No breve trajecto até ao local dos trabalhos, o meu anfitrião, conhecedor do meu espírito crítico, não resistiu ao impulso da má-educação e disparou:

- Se é para criticar como aqueles que estão acolá, não é preciso!

Fiquei bloqueado com tamanha falta de chá e, passados alguns segundos, disse-lhe que apenas vinha ajudar, respopndendo ao apelo lançado na rádio. Ele indicou-me o guarda florestal e os bombeiros. Como ninguém me deu uma tarefa concreta para fazer, não resisti à tentação de conhecer os críticos que tanto incomodavam o político local. Aproximei-me do fotógrafo de um órgão de informação e de outro popular que o acompanhava.
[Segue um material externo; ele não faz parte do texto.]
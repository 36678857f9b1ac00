use std::net::SocketAddr;

#[derive(Debug, Clone, PartialEq, Eq)]
pub enum Environment {
    Development,
    Test,
    Production,
}

impl std::fmt::Display for Environment {
    fn fmt(&self, f: &mut std::fmt::Formatter<'_>) -> std::fmt::Result {
        match self {
            Environment::Development => write!(f, "development"),
            Environment::Test => write!(f, "test"),
            Environment::Production => write!(f, "production"),
        }
    }
}

/// Which transport the queue gateway submits sourcing requests to.
#[derive(Debug, Clone, Copy, PartialEq, Eq)]
pub enum QueueBackend {
    /// POST the message envelope to an HTTP queue endpoint.
    Http,
    /// Append the message to the `sourcing_queue` outbox table.
    Postgres,
}

impl std::fmt::Display for QueueBackend {
    fn fmt(&self, f: &mut std::fmt::Formatter<'_>) -> std::fmt::Result {
        match self {
            QueueBackend::Http => write!(f, "http"),
            QueueBackend::Postgres => write!(f, "postgres"),
        }
    }
}

/// Process-wide settings, read once at startup and immutable afterwards.
#[derive(Clone)]
pub struct AppConfig {
    pub database_url: String,
    pub env: Environment,
    pub bind_addr: SocketAddr,
    pub log_level: String,
    pub db_max_connections: u32,
    pub db_min_connections: u32,
    pub db_acquire_timeout_secs: u64,
    pub queue_backend: QueueBackend,
    /// Required for [`QueueBackend::Http`], ignored otherwise.
    pub queue_endpoint: Option<String>,
    pub queue_name: String,
    pub queue_auth_token: Option<String>,
    pub queue_timeout_secs: u64,
}

impl std::fmt::Debug for AppConfig {
    fn fmt(&self, f: &mut std::fmt::Formatter<'_>) -> std::fmt::Result {
        f.debug_struct("AppConfig")
            .field("env", &self.env)
            .field("bind_addr", &self.bind_addr)
            .field("log_level", &self.log_level)
            .field("database_url", &"[redacted]")
            .field("db_max_connections", &self.db_max_connections)
            .field("db_min_connections", &self.db_min_connections)
            .field("db_acquire_timeout_secs", &self.db_acquire_timeout_secs)
            .field("queue_backend", &self.queue_backend)
            .field("queue_endpoint", &self.queue_endpoint)
            .field("queue_name", &self.queue_name)
            .field(
                "queue_auth_token",
                &self.queue_auth_token.as_ref().map(|_| "[redacted]"),
            )
            .field("queue_timeout_secs", &self.queue_timeout_secs)
            .finish()
    }
}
Mal encetámos diálogo, em cinco minutos, se tanto, fizemos o ponto da situação, relativamente ao problema dos incêndios na RAM, tendo-se destacado as declarações bombásticas de Rocha da Silva, na véspera, em que insinuou que o recurso a meios aéreos para combater os incêndios florestais era do interesse do "lobby" dos helicópteros. Rapidamente, o jardinismo e a sua vã tentativa de sacudir responsabilidades nesta matéria e noutras levou o popular a desabafar:

- O Jardim devia era estar aqui a apagar incêndios para ver como é... Como é possível terem passado duas semanas e ainda não terem conseguido acabar com este lume?!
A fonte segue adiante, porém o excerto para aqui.